If you actually want to use this code rather than just looking at it, the steps are pretty simple:
1. Install serverless
lein polylith build
serverless deploy from either the
systems/harold-bot-node or the
systems/harold-bot-jvm directory. Take note of the URL for the POST endpoint created (it should end in /update)
4. Create a telegram bot, and use the telegram API to set your bot's webhook to that URL (ideally this would be a step as part of CI)
CLJ vs CLJS:
In case anyone is wondering, I did some not very un-scientific E2E performance tests of the same bot running on JVM vs Node lambdas, and it was about as expected: the cold start response time is much worse for the JVM lambda (about 7,000ms vs ~1,000ms) but the executions after that are a tiny bit faster (~50-200ms vs ~100-250ms). So for this use case I would definitely go with Node, but I think in many other cases JVM is better. It's really nice to know though that you can build all of your components completely independently of which platform they will run on, and the magic of Polylith lets you decide later which system you want to use 🙂
Comments and Observations:
I learned a lot about how Polylith works from this experience, and my overall impression is that I absolutely love it! It made it so much easier to reason about components and bases as being separate things from systems and also having the development environment as a separate abstraction as well made so much sense. I built the JVM system first and then added the Node system afterwards, and the Polylith structure made it so much easier than it would have been otherwise. All I had to do was rewrite the same base (30 lines of code) in clojurescript and then rename all my component's src/test files to .cljc and it all just worked 🙂 It has been more than enough to convince me to start using Polylith in my real job for my current project, and not just my own fun projects.

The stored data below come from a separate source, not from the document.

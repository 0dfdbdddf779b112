//! In-place expansion of every archive in the staging directory.
//!
//! Each tarball carries its own `<name>-<version>/` top-level directory, so
//! extraction does no prefix stripping. Consumed archive files are removed,
//! leaving the staging directory holding only unpacked package directories.
//! This stage runs exactly once per build; re-running it over an already
//! expanded staging directory is not supported.

use std::fs::{self, File};
use std::io::{BufReader, Read};
use std::path::{Component, Path, PathBuf};

use bzip2::read::BzDecoder;
use flate2::read::GzDecoder;
use log::debug;
use xz2::read::XzDecoder;

use crate::{BuildError, Result};

/// Supported archive formats, detected by extension.
#[derive(Debug, Clone, Copy, PartialEq, Eq)]
pub enum ArchiveKind {
    Tar,
    TarGz,
    TarBz2,
    TarXz,
    Zip,
}

impl ArchiveKind {
    pub fn from_path(path: &Path) -> Option<Self> {
        let name = path.to_string_lossy().to_lowercase();

        if name.ends_with(".tar.gz") || name.ends_with(".tgz") {
            Some(ArchiveKind::TarGz)
        } else if name.ends_with(".tar.bz2") || name.ends_with(".tbz2") {
            Some(ArchiveKind::TarBz2)
        } else if name.ends_with(".tar.xz") || name.ends_with(".txz") {
            Some(ArchiveKind::TarXz)
        } else if name.ends_with(".tar") {
            Some(ArchiveKind::Tar)
        } else if name.ends_with(".zip") {
            Some(ArchiveKind::Zip)
        } else {
            None
        }
    }
}

/// Expand every regular file in `staging` as an archive, removing each
/// consumed archive afterwards. Returns the top-level directories present
/// when done, sorted by name.
pub fn unpack_staging(staging: &Path) -> Result<Vec<PathBuf>> {
    let mut archives = Vec::new();
    for entry in fs::read_dir(staging)? {
        let entry = entry?;
        if entry.file_type()?.is_file() {
            archives.push(entry.path());
        }
    }
    archives.sort();

    for archive in &archives {
        let kind = ArchiveKind::from_path(archive)
            .ok_or_else(|| BuildError::UnknownArchive(archive.display().to_string()))?;
        debug!("unpacking {}", archive.display());
        extract(archive, staging, kind)?;
        fs::remove_file(archive)?;
    }

    let mut dirs = Vec::new();
    for entry in fs::read_dir(staging)? {
        let entry = entry?;
        if entry.file_type()?.is_dir() {
            dirs.push(entry.path());
        }
    }
    dirs.sort();
    Ok(dirs)
}

/// Extract one archive into `dest`.
pub fn extract(archive: &Path, dest: &Path, kind: ArchiveKind) -> Result<()> {
    if kind == ArchiveKind::Zip {
        return extract_zip(archive, dest);
    }

    let file = File::open(archive)?;
    let reader = BufReader::new(file);
    match kind {
        ArchiveKind::Tar => extract_tar(reader, dest),
        ArchiveKind::TarGz => extract_tar(GzDecoder::new(reader), dest),
        ArchiveKind::TarBz2 => extract_tar(BzDecoder::new(reader), dest),
        ArchiveKind::TarXz => extract_tar(XzDecoder::new(reader), dest),
        ArchiveKind::Zip => Ok(()),
    }
}

fn extract_tar<R: Read>(reader: R, dest: &Path) -> Result<()> {
    let mut archive = tar::Archive::new(reader);

    let entries = archive
        .entries()
        .map_err(|e| BuildError::Extraction(format!("failed to read tar: {}", e)))?;
    for entry in entries {
        let mut entry =
            entry.map_err(|e| BuildError::Extraction(format!("failed to read tar entry: {}", e)))?;
        let path = entry
            .path()
            .map_err(|e| BuildError::Extraction(format!("invalid path in tar: {}", e)))?
            .into_owned();
        reject_unsafe(&path)?;
        entry.unpack_in(dest).map_err(|e| {
            BuildError::Extraction(format!("failed to extract {}: {}", path.display(), e))
        })?;
    }

    Ok(())
}

fn extract_zip(archive_path: &Path, dest: &Path) -> Result<()> {
    let file = File::open(archive_path)?;
    let mut archive = zip::ZipArchive::new(BufReader::new(file))
        .map_err(|e| BuildError::Extraction(format!("failed to open zip: {}", e)))?;

    for i in 0..archive.len() {
        let mut entry = archive
            .by_index(i)
            .map_err(|e| BuildError::Extraction(format!("failed to read zip entry: {}", e)))?;

        let rel = match entry.enclosed_name() {
            Some(rel) => rel,
            None => {
                return Err(BuildError::Extraction(format!(
                    "unsafe path in zip: {}",
                    entry.name()
                )))
            }
        };
        let outpath = dest.join(rel);

        if entry.is_dir() {
            fs::create_dir_all(&outpath)?;
        } else {
            if let Some(parent) = outpath.parent() {
                fs::create_dir_all(parent)?;
            }
            let mut outfile = File::create(&outpath)?;
            std::io::copy(&mut entry, &mut outfile)?;

            #[cfg(unix)]
            {
                use std::os::unix::fs::PermissionsExt;
                if let Some(mode) = entry.unix_mode() {
                    fs::set_permissions(&outpath, fs::Permissions::from_mode(mode))?;
                }
            }
        }
    }

    Ok(())
}

fn reject_unsafe(path: &Path) -> Result<()> {
    let safe = path
        .components()
        .all(|c| matches!(c, Component::Normal(_) | Component::CurDir));
    if safe {
        Ok(())
    } else {
        Err(BuildError::Extraction(format!(
            "unsafe path in archive: {}",
            path.display()
        )))
    }
}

They polylith tool saves a ton of time on doing things manually, and is definitely a godsend! I did feel sometimes that it is still somewhat in its infancy however as there are a lot of little issues that could be polished out (which I've written down and will make GitHub issues for when I have a chance) as well as a few ideas coming to mind for added features, such as making a deploy command, similar to build (and also depending on build) but with a deploy.sh script instead.
One thing that I did find a little bit awkward with the polylith process (but I'll probably get used to dealing with) is that I often wanted to edit files which were not visible inside the development environment because they were not any of the standard sym-linked files/directories. For example:
- workspace .gitignore
- workspace CI config file
- serverless config files inside each system
What I generally did is just manually added some new symlinks to those files to somewhere inside the dev environment that they were the best fit, such as the project files directory.
Summary: Polylith even just as a concept is amazing, I 100% think this is the future of systems architecture. I will use it again for sure and have already told all my friends!